O estresse no ambiente de trabalho tem afetado centenas de colaboradores. Esse é um dos sintomas conhecidos pela Organização Mundial da Saúde (OMS) como Síndrome de Burnout. Esse distúrbio é só um dos problemas potencializados, nesse período pandêmico, pelas empresas. É uma realidade desde os CEOs até os estagiários e aprendizes.

Humanização é a palavra-chave

De acordo com a mentora de feminismo e inclusão e especialista em direitos humanos, Mayra Cardozo, as companhias estão sendo reconhecidas e procuradas pelo cuidado com os direitos humanos. “Antes, as entidades tinham um papel mais passivo, em somente respeitar leis, e agora elas têm posturas mais ativas de implementar uma missão de proteção de tais atribuições para construir uma sociedade melhor”, explica.

Para a psicóloga Vanessa Gebrim, um espaço humanizado reúne condições dignas, confortáveis e, na medida do possível, divertidas para aliviar a angústia, inquietação e pressão por resultados. “Personificar é primordial para ajudar a prevenir o adoecimento devido à sobrecarga, assédio moral, metas inatingíveis, cobrança excessiva e clima pesado. Para tanto, funcionários devem ter a possibilidade para se expressar, sugerir melhorias e dar feedbacks”, afirma.

Isso melhora o clima organizacional e reduz o “turnover”. “Bem como contribui para a retenção de talentos, diminui o absenteísmo e presenteísmo - quando o cooperador está na instituição mas é incapaz de desempenhar suas tarefas - e melhora a produtividade e eficiência como um todo”, complementa Vanessa. Ou seja, deve ser uma preocupação das marcas.

Na prática!

Nesse sentido, as especialistas elencaram algumas dicas para suavizar as relações e dar um up na cultura organizacional. Veja:

Comunicação inclusiva - a comunicação é a forma de expressão do ser humano. “Quando ela é abusiva e ignora certas identidades, ela acaba retirando a liberdade dessas pessoas existirem dentro da corporação”, comenta Mayra. Isso é bem complicado, principalmente em tempos de pandemia. Então, procure apostar em treinamentos, workshops, happy hours, entre outras situações para manter o engajamento do time.

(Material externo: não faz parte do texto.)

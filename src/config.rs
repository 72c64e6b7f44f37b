use std::fs;
use std::io::ErrorKind;
use std::path::{Path, PathBuf};

use log::LevelFilter;
use serde::{Deserialize, Serialize};

use crate::error::ConfigError;
use crate::game::Difficulty;
use crate::grid::Grid;

pub const CONFIG_PATH: &str = "snake_config.json";

const MIN_GRID_WIDTH: i32 = 2;
const MIN_GRID_HEIGHT: i32 = 1;
const MAX_GRID_SIDE: i32 = 200;

#[derive(Clone, Debug, PartialEq, Serialize, Deserialize)]
#[serde(default)]
pub struct GameConfig {
    pub grid_width: i32,
    pub grid_height: i32,
    /// Pixels per grid cell at scale 1.0.
    pub cell_size: f32,
    pub input_debounce_ms: u64,
    pub difficulty: Difficulty,
    pub log_level: String,
    pub log_path: PathBuf,
    pub save_path: PathBuf,
}

impl Default for GameConfig {
    fn default() -> Self {
        Self {
            grid_width: 27,
            grid_height: 17,
            cell_size: 30.0,
            input_debounce_ms: 50,
            difficulty: Difficulty::Easy,
            log_level: "info".to_string(),
            log_path: PathBuf::from("snake_arcade.log"),
            save_path: PathBuf::from("snake_save.json"),
        }
    }
}

impl GameConfig {
    /// Reads `path`, falling back to defaults when the file does not exist.
    pub fn load(path: &Path) -> Result<Self, ConfigError> {
        let text = match fs::read_to_string(path) {
            Ok(text) => text,
            Err(e) if e.kind() == ErrorKind::NotFound => return Ok(Self::default()),
            Err(source) => {
                return Err(ConfigError::Read { path: path.to_path_buf(), source });
            }
        };
        Self::from_json(&text).map_err(|source| ConfigError::Parse { path: path.to_path_buf(), source })
    }

    pub fn from_json(text: &str) -> Result<Self, serde_json::Error> {
        serde_json::from_str(text)
    }

    pub fn validate(&self) -> Result<(), ConfigError> {
        let width_ok = (MIN_GRID_WIDTH..=MAX_GRID_SIDE).contains(&self.grid_width);
        let height_ok = (MIN_GRID_HEIGHT..=MAX_GRID_SIDE).contains(&self.grid_height);
        if !width_ok || !height_ok {
            return Err(ConfigError::GridSize {
                width: self.grid_width,
                height: self.grid_height,
                min_w: MIN_GRID_WIDTH,
                min_h: MIN_GRID_HEIGHT,
                max: MAX_GRID_SIDE,
            });
        }
        if !(self.cell_size.is_finite() && self.cell_size > 0.0) {
            return Err(ConfigError::CellSize(self.cell_size));
        }
        Ok(())
    }

    pub fn grid(&self) -> Grid {
        Grid::new(self.grid_width, self.grid_height)
    }

    pub fn debounce_secs(&self) -> f64 {
        self.input_debounce_ms as f64 / 1000.0
    }

    pub fn screen_size(&self) -> (f32, f32) {
        (
            self.grid_width as f32 * self.cell_size,
            self.grid_height as f32 * self.cell_size,
        )
    }

    pub fn level_filter(&self) -> LevelFilter {
        self.log_level.parse().unwrap_or(LevelFilter::Info)
    }
}

#[cfg(test)]
mod tests {
    use super::*;

    #[test]
    fn defaults_are_valid() {
        let config = GameConfig::default();
        assert!(config.validate().is_ok());
        assert_eq!(config.grid(), Grid::new(27, 17));
        assert_eq!(config.screen_size(), (810.0, 510.0));
        assert!((config.debounce_secs() - 0.05).abs() < 1e-9);
    }

    #[test]
    fn partial_json_keeps_other_defaults() {
        let config = GameConfig::from_json(r#"{ "grid_width": 12, "difficulty": "hard" }"#).unwrap();
        assert_eq!(config.grid_width, 12);
        assert_eq!(config.grid_height, 17);
        assert_eq!(config.difficulty, Difficulty::Hard);
    }

    #[test]
    fn rejects_bad_sizes() {
        let config = GameConfig { grid_width: 1, ..Default::default() };
        assert!(matches!(config.validate(), Err(ConfigError::GridSize { .. })));
        let config = GameConfig { cell_size: 0.0, ..Default::default() };
        assert!(matches!(config.validate(), Err(ConfigError::CellSize(_))));
    }

    #[test]
    fn missing_file_means_defaults() {
        let path = std::env::temp_dir().join("snake_arcade_no_such_config.json");
        assert_eq!(GameConfig::load(&path).unwrap(), GameConfig::default());
    }

    #[test]
    fn log_level_parsing() {
        let config = GameConfig { log_level: "debug".into(), ..Default::default() };
        assert_eq!(config.level_filter(), LevelFilter::Debug);
        let config = GameConfig { log_level: "loud".into(), ..Default::default() };
        assert_eq!(config.level_filter(), LevelFilter::Info);
    }
}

Treinamento de funcionários - o colaborador precisa estar alinhado à política empresarial. “Por isso, é necessário prepará-lo e deixar as regras claras sobre práticas discriminatórias inaceitáveis”, diz a especialista em direitos humanos. Logo, quanto mais informação, melhor.

Qualidade de vida - ambiente adequado, atividades físicas, horários flexíveis, datas comemorativas e programas de saúde devem estar no checklist do seu RH. “Afinal, deixar de promover o bem-estar pode prejudicar a qualidade de vida de um contratado. Por isso, além de se atentar ao básico, vale enxergar as necessidades dos indivíduos”, expõe Vanessa.

Além disso, conforme estudo da universidade de Warwick, no Reino Unido, trabalhadores mais felizes e autoconfiantes são 12% mais produtivos. “Para ter um staff satisfeito é preciso investir em um dia-a-dia saudável”, complementa a psicóloga.

Respeitar o horário de descanso - alguns agentes acabam não respeitando os horários e as coisas fogem do controle legal. “A ausência de ferramentas adequadas para essa aferição também é um fator prejudicial, assim como a falta de conhecimento adequado quanto ao assédio moral ou sexual”, continua.

Diversidade - a multiplicidade e inclusão deve vir de top down, respaldada a nível de CEO para baixo, não o contrário. “Organizações brasileiras ainda não perceberam o quanto é importante investir em justiça social, porque hoje o consumidor compra a marca”, conclui Mayra. Contudo, essa é uma luta cada dia mais forte e urgente no meio social e institucional. Um dia chegaremos ao ideal.